With its conspicuously Italian name, Trattoria Rustica is not putting on airs, but rather paying homage to its authentic roots. Born in Calabria, Italy, owner and head chef Pat Turano naturally gravitates to the fresh ingredients and homespun cooking that breathe life into the cuisine of his native country. Drawing from his family background and a culinary career that spans 25 years, Pat whips up antipasti such as homemade, ricotta-stuffed meatballs and grilled calamari, as well as entrees that include rigatoni with vodka sauce and salmon served over cannelli beans and spinach. After conquering their entrees, diners can savor forkfuls of cannolli and tiramisu as their meal draws to an end. Trattoria Rustica's snug interior evokes Old World gentility with walls forged from a blend of vintage, exposed bricks and sandstone-hued stucco painted with murals of rustic Italy. Pendant lights and understated chandeliers envelope the eatery in a soft glow as guests nestle in dark wood chairs and fold the corners of white tablecloths into origami replicas of their meals.
Fascino's skilled chefs utilize fresh, seasonal ingredients to create a menu of authentic Italian dishes that led New Jersey Monthly to name it one of the 25 Best Restaurants in 2010. Diners start satiety by swimming cornmeal-crusted calamari through pools of tomato-fennel compote ($12) before picking a flavorful fistfight of tender, braised short ribs luxuriating in a port-celery-seed glaze ($32). House-made pumpkin mezzaluna, bathing in oregano brown butter and crushed candied walnuts ($14–$24), demonstrates a brilliant use of fresh-made pasta and extruders, aside from Play-Doh hair plugs. Sweet teeth polish hunger to a sweet sheen by indulging in the New York State mcintosh apple crostata paired with cinnamon gelato ($9). Resourceful imbibers can indulge the BYO wine policy, and the waived corkage fee allows for a free show from the corkscrew-fanged vampire kept on retainer.

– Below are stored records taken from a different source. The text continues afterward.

impl<I: Interpreter> MessageProcessor<I> {
    /// Create a new message processor.
    pub fn new(
        client: TelegramClient,
        interpreter: I,
        db: Database,
        config: ProcessorConfig,
    ) -> Self {
        Self {
            client,
            interpreter,
            db,
            config,
        }
    }

    /// Create a processor with default configuration.
    pub fn with_defaults(client: TelegramClient, interpreter: I, db: Database) -> Self {
        Self::new(client, interpreter, db, ProcessorConfig::default())
    }

    /// Get a reference to the interpreter.
    pub fn interpreter(&self) -> &I {
        &self.interpreter
    }

    /// Get a reference to the client.
    pub fn client(&self) -> &TelegramClient {
        &self.client
    }

    /// Process a single message and return the result.
    pub async fn process_message(&self, message: &Message) -> ProcessResult {
        let text = match should_process(&self.config, message) {
            Ok(text) => text.to_string(),
            Err(reason) => {
                debug!("Skipping message: {}", reason);
                return ProcessResult::Skipped { reason };
            }
        };

        // Sender presence was checked in should_process
        let user_id = match message.sender_id() {
            Some(id) => id,
            None => {
                return ProcessResult::Skipped {
                    reason: "no sender".to_string(),
                }
            }
        };
        let chat_id = message.chat.id;

        if message.is_command() {
            return self.handle_command(chat_id, user_id, &text).await;
        }

        info!("Processing message from {}: {}", user_id, text);

        // Show a typing indicator while interpreting
        if self.config.send_typing_indicators {
            if let Err(e) = self.client.send_chat_action(chat_id, "typing").await {
                warn!("Failed to send typing action: {}", e);
            }
        }

        // Interpret with timeout
        let interpretation =
            match timeout(self.config.interpreter_timeout, self.interpreter.interpret(&text)).await
            {
                Ok(Ok(interpretation)) => interpretation,
                Ok(Err(e)) => {
                    error!("Interpreter error for {}: {}", user_id, e);
                    self.reply_best_effort(chat_id, formatting::parse_failure()).await;
                    return ProcessResult::Error(ProcessorError::Interpreter(e));
                }
                Err(_elapsed) => {
                    error!(
                        "Interpretation timed out for {} after {:?}",
                        user_id, self.config.interpreter_timeout
                    );
                    self.reply_best_effort(chat_id, formatting::parse_failure()).await;
                    return ProcessResult::Error(ProcessorError::Timeout(
                        self.config.interpreter_timeout,
                    ));
                }
            };

        let parsed = match interpretation {
            Interpretation::Entry(parsed) => parsed,
            Interpretation::NeedsClarification { question } => {
                debug!("Asking {} for clarification: {}", user_id, question);
                if let Err(e) = self
                    .client
                    .send_message(chat_id, &format!("\u{1F914} {}", question))
                    .await
                {
                    error!("Failed to send clarification to {}: {}", user_id, e);
                    return ProcessResult::Error(ProcessorError::Telegram(e));
                }
                return ProcessResult::Clarification { user_id, question };
            }
        };

        // Store the entry
        let new_entry = NewEntry::new(user_id, parsed.category, parsed.data);
        let stored = match entry::insert_entry(self.db.pool(), &new_entry).await {
            Ok(stored) => stored,
            Err(e) => {
                error!("Failed to store entry for {}: {}", user_id, e);
                self.reply_best_effort(chat_id, formatting::save_failure()).await;
                return ProcessResult::Error(ProcessorError::Database(e));
            }
        };

        // Confirm what was understood
        let confirmation = formatting::confirmation(&stored.category, &stored.data);
        match self.client.send_message(chat_id, &confirmation).await {
            Ok(_) => {
                info!(
                    "Logged entry {} ({}) for {}",
                    stored.id, stored.category, user_id
                );
                ProcessResult::Logged {
                    user_id,
                    category: stored.category,
                    entry_id: stored.id,
                }
            }
            Err(e) => {
                // The entry is stored; only the confirmation failed
                error!("Failed to send confirmation to {}: {}", user_id, e);
                ProcessResult::Error(ProcessorError::Telegram(e))
            }
        }
    }

    /// Handle a bot command.
    async fn handle_command(&self, chat_id: i64, user_id: i64, text: &str) -> ProcessResult {
        // "/stats@my_bot arg" -> "stats"
        let command = text
            .split_whitespace()
            .next()
            .unwrap_or(text)
            .trim_start_matches('/')
            .split('@')
            .next()
            .unwrap_or_default()
            .to_string();

        match command.as_str() {
            "start" => {
                if let Err(e) = self.client.send_message(chat_id, formatting::welcome()).await {
                    return ProcessResult::Error(ProcessorError::Telegram(e));
                }
                ProcessResult::CommandHandled { command }
            }
            "stats" => {
                let counts = match entry::count_by_category(self.db.pool(), user_id).await {
                    Ok(counts) => counts,
                    Err(e) => {
                        error!("Failed to load stats for {}: {}", user_id, e);
                        return ProcessResult::Error(ProcessorError::Database(e));
                    }
                };
                let summary = formatting::stats_summary(&counts);
                if let Err(e) = self.client.send_message(chat_id, &summary).await {
                    return ProcessResult::Error(ProcessorError::Telegram(e));
                }
                ProcessResult::CommandHandled { command }
            }
            other => {
                debug!("Ignoring unknown command: /{}", other);
                ProcessResult::Skipped {
                    reason: format!("unknown command: /{}", other),
                }
            }
        }
    }

    /// Send a reply, logging instead of failing if it cannot be delivered.
    async fn reply_best_effort(&self, chat_id: i64, text: &str) {
        if let Err(e) = self.client.send_message(chat_id, text).await {
            warn!("Failed to send reply to chat {}: {}", chat_id, e);
        }
    }

    /// Run the processor, handling updates until the stream ends.
    ///
    /// This method consumes self and runs indefinitely.
    pub async fn run(self) -> Result<(), ProcessorError> {
        info!(
            "Starting message processor with interpreter: {}",
            self.interpreter.name()
        );

        let mut stream = telegram_api::subscribe(&self.client);

        while let Some(result) = stream.next().await {
            match result {
                Ok(update) => {
                    if let Some(ref message) = update.message {
                        let result = self.process_message(message).await;
                        log_result(&result);
                    }
                }
                Err(e) => {
                    error!("Stream error: {}", e);
                    // Continue on stream errors - the poll loop backs off and retries
                }
            }
        }

        warn!("Update stream ended");
        Err(ProcessorError::StreamEnded)
    }

    /// Run the processor with a callback for each processed message.
    ///
    /// The callback receives each ProcessResult, allowing for custom handling.
    pub async fn run_with_callback<F>(self, mut callback: F) -> Result<(), ProcessorError>
    where
        F: FnMut(ProcessResult) + Send,
    {
        info!(
            "Starting message processor with interpreter: {}",
            self.interpreter.name()
        );

        let mut stream = telegram_api::subscribe(&self.client);

        while let Some(result) = stream.next().await {
            match result {
                Ok(update) => {
                    if let Some(ref message) = update.message {
                        callback(self.process_message(message).await);
                    }
                }
                Err(e) => {
                    error!("Stream error: {}", e);
                    callback(ProcessResult::Error(ProcessorError::Telegram(e)));
                }
            }
        }

        warn!("Update stream ended");
        Err(ProcessorError::StreamEnded)
    }

    /// Run the processor with graceful shutdown support.
    ///
    /// This method runs until either:
    /// - The provided shutdown signal completes
    /// - The update stream ends
    pub async fn run_with_shutdown<S>(self, shutdown_signal: S) -> Result<(), ProcessorError>
    where
        S: std::future::Future<Output = ()> + Send,
    {
        info!(
            "Starting message processor with interpreter: {} (graceful shutdown enabled)",
            self.interpreter.name()
        );

        let mut stream = telegram_api::subscribe(&self.client);

        tokio::pin!(shutdown_signal);

        loop {
            tokio::select! {
                biased;

                // Check for shutdown signal first
                () = &mut shutdown_signal => {
                    info!("Shutdown signal received, stopping message processor");
                    return Ok(());
                }

                // Then handle updates
                result = stream.next() => {
                    match result {
                        Some(Ok(update)) => {
                            if let Some(ref message) = update.message {
                                let result = self.process_message(message).await;
                                log_result(&result);
                            }
                        }
                        Some(Err(e)) => {
                            error!("Stream error: {}", e);
                            // Continue on stream errors - the poll loop backs off and retries
                        }
                        None => {
                            warn!("Update stream ended");
                            return Err(ProcessorError::StreamEnded);
                        }
                    }
                }
            }
        }
    }

    /// Run the processor until Ctrl+C is pressed.
    ///
    /// This is a convenience method that wraps [`run_with_shutdown`] with
    /// the default Ctrl+C signal handler.
    ///
    /// [`run_with_shutdown`]: Self::run_with_shutdown
    #[cfg(feature = "signal")]
    pub async fn run_until_stopped(self) -> Result<(), ProcessorError> {
        let shutdown = async {
            if let Err(e) = tokio::signal::ctrl_c().await {
                error!("Failed to listen for Ctrl+C: {}", e);
            }
        };
        self.run_with_shutdown(shutdown).await
    }
}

Winner of the 2010 Taste of Essex for Best Overall Dish and Best Appetizer, Gencarelli's Cucina features a robust menu of fine Southern Italian cuisine that features both authentic family recipes and trailblazing new tastes. Traditionalists can tickle their taste buds with the Sunday Gravy ($21.95), a rigatoni dish topped with meatballs, sausage and homemade marinara, or the linguine with shrimp ($11.95), a lunch menu favorite both for its rich savor and its knowledge of state capitals. Executive chef Marcell Veiga, scheduled to appear on the Food Network's Iron Chef America, bends time, space, and culinary convention with his Rib Eye Gorgonzola, ($26.95), a 14-ounce steak topped with roasted potatoes and sautéed spinach. The Toscana Parma ($21.95), composed of thinly sliced eggplant and zucchini parmigiano, is one of several options available for vegetarians.